What I will talk about is dieselpunk’s relationship to steampunk. It does seem to have spun off the steampunk subculture to a degree (not, I venture, off steampunk literature), and it was my steampunk friends Rachel and Andy who introduced me to it as they (quite rightly) thought it'd be right up my art Deco alley. I do love the fact that my steampunk friends are happy for me to have my odd little foibles; my habit of dressing more Miss Marple than Mary Kingsley. I recently read Steampunk by Brian J Robb, and my main point of contention with him was that he cited things as steam where I felt they were more diesel, especially films like Sky Captain and the World of Tomorrow and The Rocketeer. But there’s going to be some tangling when one thing springs from another.
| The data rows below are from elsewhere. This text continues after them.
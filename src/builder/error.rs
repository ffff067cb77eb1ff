//! Configuration errors for tracker builders.

use std::path::PathBuf;
use thiserror::Error;

/// A single problem found while validating a tracker configuration.
#[derive(Debug, Clone, Error, PartialEq)]
pub enum ConfigViolation {
    #[error("buffer_size must be at least 1")]
    ZeroBufferSize,

    #[error("log_file '{}' has no file name", .path.display())]
    MissingFileName { path: PathBuf },
}

/// Errors that can occur when building a tracker.
#[derive(Debug, Error)]
pub enum ConfigError {
    /// Every violation found, not just the first
    #[error("Invalid tracker configuration: {}", join(.0))]
    Invalid(Vec<ConfigViolation>),

    #[error("Failed to parse tracker configuration: {0}")]
    Parse(#[from] serde_json::Error),
}

fn join(violations: &[ConfigViolation]) -> String {
    violations
        .iter()
        .map(ToString::to_string)
        .collect::<Vec<_>>()
        .join("; ")
}
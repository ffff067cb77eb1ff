//! JSON encoding of values and log entries.

use crate::core::{Change, LogEntry, Snapshot, Value, INITIAL_STATE};
use serde_json::{Map, Number, Value as JsonValue};

/// Converts tracked values into JSON for persistence.
///
/// Primitives, lists and dicts map to their JSON counterparts. Numeric
/// arrays become nested lists when array logging is enabled. Every other
/// value is written as its display string, and an array that cannot be
/// represented falls back to its type name. Encoding never fails.
#[derive(Clone, Copy, Debug, Default, PartialEq, Eq)]
pub struct Encoder {
    pub log_numpy_arrays: bool,
}

impl Encoder {
    pub fn new(log_numpy_arrays: bool) -> Self {
        Self { log_numpy_arrays }
    }

    /// Encode a single value.
    ///
    /// # Example
    ///
    /// ```rust
    /// use statesight::core::{NumericArray, Value};
    /// use statesight::persist::Encoder;
    /// use serde_json::json;
    ///
    /// let array = Value::Array(NumericArray::from_vec(vec![1.0, 2.0]));
    /// assert_eq!(Encoder::new(true).encode(&array), json!([1.0, 2.0]));
    /// assert_eq!(Encoder::new(false).encode(&array), json!("[1 2]"));
    /// ```
    pub fn encode(&self, value: &Value) -> JsonValue {
        match value {
            Value::Unset => JsonValue::Null,
            Value::Bool(b) => JsonValue::Bool(*b),
            Value::Int(i) => JsonValue::Number((*i).into()),
            Value::Float(x) => Number::from_f64(*x)
                .map(JsonValue::Number)
                .unwrap_or_else(|| JsonValue::String(value.to_string())),
            Value::Str(s) => JsonValue::String(s.clone()),
            Value::List(items) => JsonValue::Array(items.iter().map(|v| self.encode(v)).collect()),
            Value::Dict(map) => JsonValue::Object(
                map.iter()
                    .map(|(key, v)| (key.clone(), self.encode(v)))
                    .collect(),
            ),
            Value::Array(array) if self.log_numpy_arrays => {
                if array.is_finite() {
                    self.encode(&array.to_list())
                } else {
                    JsonValue::String(value.kind().type_name().to_string())
                }
            }
            other => JsonValue::String(other.to_string()),
        }
    }

    pub fn encode_change(&self, change: &Change) -> JsonValue {
        match change {
            Change::Initial => JsonValue::String(INITIAL_STATE.to_string()),
            Change::Update { previous, current } => {
                let mut object = Map::new();
                object.insert("previous".to_string(), self.encode(previous));
                object.insert("current".to_string(), self.encode(current));
                JsonValue::Object(object)
            }
        }
    }

    pub fn encode_state(&self, state: &Snapshot) -> JsonValue {
        JsonValue::Object(
            state
                .iter()
                .map(|(name, v)| (name.clone(), self.encode(v)))
                .collect(),
        )
    }

    /// Encode an entry with its keys in declared order.
    pub fn encode_entry(&self, entry: &LogEntry) -> JsonValue {
        let mut object = Map::new();
        object.insert(
            "Timestamp".to_string(),
            JsonValue::String(entry.timestamp_iso()),
        );
        object.insert(
            "Changed Attribute".to_string(),
            JsonValue::String(entry.changed_attribute.clone()),
        );
        object.insert("Change".to_string(), self.encode_change(&entry.change));
        object.insert("State".to_string(), self.encode_state(&entry.state));
        JsonValue::Object(object)
    }
}
//! Bounded change log.
//!
//! Entries are kept in chronological order. Once the log holds `capacity`
//! entries, recording another one evicts the oldest.

use super::entry::LogEntry;
use std::collections::VecDeque;
use std::time::Duration;

/// Ordered, size-bounded sequence of log entries.
///
/// # Example
///
/// ```rust
/// use statesight::core::{ChangeLog, LogEntry, Snapshot, Value};
///
/// let mut log = ChangeLog::new(2);
/// log.record(LogEntry::initial(Snapshot::new()));
/// log.record(LogEntry::update("x", Value::Unset, Value::Int(1), Snapshot::new()));
/// let evicted = log.record(LogEntry::update("x", Value::Int(1), Value::Int(2), Snapshot::new()));
///
/// assert_eq!(log.len(), 2);
/// assert!(evicted.unwrap().change.is_initial());
/// ```
#[derive(Clone, Debug)]
pub struct ChangeLog {
    entries: VecDeque<LogEntry>,
    capacity: usize,
}

impl ChangeLog {
    /// Create an empty log holding at most `capacity` entries.
    pub fn new(capacity: usize) -> Self {
        Self {
            entries: VecDeque::with_capacity(capacity.min(1024)),
            capacity,
        }
    }

    /// Append an entry, returning the evicted oldest entry if the log was full.
    pub fn record(&mut self, entry: LogEntry) -> Option<LogEntry> {
        self.entries.push_back(entry);
        if self.entries.len() > self.capacity {
            self.entries.pop_front()
        } else {
            None
        }
    }

    /// Most recent entry.
    pub fn latest(&self) -> Option<&LogEntry> {
        self.entries.back()
    }

    /// All entries, oldest first.
    pub fn entries(&self) -> &VecDeque<LogEntry> {
        &self.entries
    }

    pub fn iter(&self) -> impl Iterator<Item = &LogEntry> {
        self.entries.iter()
    }

    pub fn len(&self) -> usize {
        self.entries.len()
    }

    pub fn is_empty(&self) -> bool {
        self.entries.is_empty()
    }

    pub fn capacity(&self) -> usize {
        self.capacity
    }

    pub fn clear(&mut self) {
        self.entries.clear();
    }

    /// Time between the oldest and newest retained entries.
    ///
    /// Returns `None` for an empty log.
    pub fn duration(&self) -> Option<Duration> {
        if let (Some(first), Some(last)) = (self.entries.front(), self.entries.back()) {
            let duration = last.timestamp.signed_duration_since(first.timestamp);
            duration.to_std().ok()
        } else {
            None
        }
    }
}

impl<'a> IntoIterator for &'a ChangeLog {
    type Item = &'a LogEntry;
    type IntoIter = std::collections::vec_deque::Iter<'a, LogEntry>;

    fn into_iter(self) -> Self::IntoIter {
        self.entries.iter()
    }
}
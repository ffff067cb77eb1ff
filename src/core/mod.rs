//! Core change-tracking types.
//!
//! This module contains the pure pieces of the tracker:
//! - Attribute values and their conversions
//! - The `Trackable` trait for tracked objects
//! - Value simplification
//! - Log entries and the bounded change log
//!
//! Nothing here touches the filesystem; persistence lives in
//! [`persist`](crate::persist).

mod entry;
mod error;
mod log;
mod simplify;
mod tracked;
mod value;

pub use entry::{Change, LogEntry, Snapshot, INITIAL_STATE, TIMESTAMP_FORMAT};
pub use error::AssignError;
pub use log::ChangeLog;
pub use simplify::SimplifyPolicy;
pub use tracked::{is_reserved, DynamicObject, Trackable, RESERVED_ATTRIBUTES};
pub use value::{AttributeValue, NumericArray, Value, ValueKind};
Dieselpunk has, however, quite rapidly become its own thing. I think it’s because at heart it has a very different outlook to steampunk: where steampunk covers a time of exciting exploration and development, dieselpunk covers one when colonialism was being expressly fought against, and acts of expansion by governments came to the ultimate horrible conclusion, the Second World War. Political debate is always going to come up with dieselpunk. It can be less playful, more serious, than steampunk, but I like that. Aesthetically, it’s closer to the norm than steampunk, and therefore easier to get away with dressing dieselpunk every day. The look is far more streamlined; recently someone in a group I’m in on Facebook wanted to know where the diesel equivalent of steampunk’s gadgets were, but simplicity and lack of clutter is part of the diesel aesthetic. (That does, at least, limit the sort of subcultural appopriation by crafters that results in pages of ill-conceived stick-a-cog-on-it ‘steampunk’ on Etsy.) Dieselpunk is fortunate to have a really wide choice of films from the era that inspires it, and the music of the interwar era is top-notch. And the vehicles! Oh, the vehicles!

Anyway, if you think you might like the idea of dieselpunk, I shall leave you with a few links

Dieselpunks.org - I'm a member, and occasionally pop up in the forum. They also have 'Two-Fisted Tuesdays', a new 1930s episode of The Shadow radio programme, every week. Fans of vintage radio and pulp will love that.
The Gatehouse Gazette - an online steampunk/dieselpunk magazine. It ceased production last year, but the back issues are still well worth reading.
There's a group for International Dieselpunk Day over on Facebook, and lots of bands have put up free music samples for the day.
Also check out the Diesel Powered Podcast.

Comments

  1. ah so DieselPunk is more interwar based? I went to read the magazine you suggested but instantly came across a reader arguement about the political aspects of steampunk, sigh.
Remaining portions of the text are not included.